[[ Information supplied open ]]
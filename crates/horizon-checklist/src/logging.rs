//! Logging and debugging facilities for the checklist widget.
//!
//! This module provides:
//! - Target names for filtering the crate's `tracing` output
//! - [`SurfaceDebug`], a text dump of the rendered rows
//!
//! # Tracing Integration
//!
//! Reconciliation decisions are logged at `debug`, row materialization and
//! ignored input at `trace`:
//!
//! ```ignore
//! tracing_subscriber::fmt()
//!     .with_env_filter("horizon_checklist::engine=debug")
//!     .init();
//! ```
//!
//! # Debug Visualization
//!
//! ```ignore
//! println!("{}", list.debug_tree());
//! // regions (2 rows)
//! // ├── [ ] A (a) #checklist-item-1
//! // └── [x] B (b) #checklist-item-2
//! ```

use std::fmt::Write as FmtWrite;

use crate::widget::{RenderNode, RenderSurface};

/// Target names for log filtering.
pub mod targets {
    /// Reconciliation engine target.
    pub const ENGINE: &str = "horizon_checklist::engine";
    /// Row materialization target.
    pub const RENDERER: &str = "horizon_checklist::renderer";
    /// Selection edit target.
    pub const SELECTION: &str = "horizon_checklist::selection";
    /// Configuration loading target.
    pub const CONFIG: &str = "horizon_checklist::config";
}

/// Style options for the row dump.
#[derive(Debug, Clone, Copy, PartialEq, Eq, Default)]
pub enum TreeStyle {
    /// ASCII characters for tree branches.
    Ascii,
    /// Unicode box-drawing characters.
    #[default]
    Unicode,
    /// Compact single-line representation.
    Compact,
}

/// Configuration for [`SurfaceDebug`] output.
#[derive(Debug, Clone)]
pub struct TreeFormatOptions {
    /// The style of tree visualization.
    pub style: TreeStyle,
    /// Whether to show each row's value next to its label.
    pub show_values: bool,
    /// Whether to show each row's element id.
    pub show_element_ids: bool,
}

impl Default for TreeFormatOptions {
    fn default() -> Self {
        Self {
            style: TreeStyle::default(),
            show_values: true,
            show_element_ids: true,
        }
    }
}

impl TreeFormatOptions {
    /// Labels and check marks only.
    pub fn minimal() -> Self {
        Self {
            show_values: false,
            show_element_ids: false,
            ..Default::default()
        }
    }
}

/// Debug utility for visualizing a render surface.
#[derive(Debug, Clone, Default)]
pub struct SurfaceDebug {
    options: TreeFormatOptions,
}

impl SurfaceDebug {
    /// Create a visualizer with default options.
    pub fn new() -> Self {
        Self::default()
    }

    /// Create a visualizer with custom options.
    pub fn with_options(options: TreeFormatOptions) -> Self {
        Self { options }
    }

    /// Format `surface` under a header naming its container.
    pub fn format(&self, container: &str, surface: &RenderSurface) -> String {
        let mut output = String::new();

        if self.options.style == TreeStyle::Compact {
            let rows: Vec<String> = surface.iter().map(|node| self.format_row(node)).collect();
            let _ = writeln!(output, "{container}: {}", rows.join(", "));
            return output;
        }

        let rows = surface.len();
        let _ = writeln!(
            output,
            "{container} ({rows} {})",
            if rows == 1 { "row" } else { "rows" }
        );
        if rows == 0 {
            output.push_str("  (empty)\n");
            return output;
        }

        let (corner, last) = match self.options.style {
            TreeStyle::Ascii => ("+--", "`--"),
            _ => ("\u{251c}\u{2500}\u{2500}", "\u{2514}\u{2500}\u{2500}"),
        };
        for (index, node) in surface.iter().enumerate() {
            let connector = if index + 1 == rows { last } else { corner };
            let _ = writeln!(output, "{connector} {}", self.format_row(node));
        }
        output
    }

    fn format_row(&self, node: &RenderNode) -> String {
        let mut row = format!(
            "[{}] {}",
            if node.is_checked() { 'x' } else { ' ' },
            node.label()
        );
        if self.options.show_values {
            let _ = write!(row, " ({})", node.value());
        }
        if self.options.show_element_ids {
            let _ = write!(row, " #{}", node.element_id());
        }
        row
    }
}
[[ Information supplied closed ]]
* What the task asks: Your answer should be only the number of lines in the records that hold the word "TreeFormatOptions".

* Answer to the exercise: 5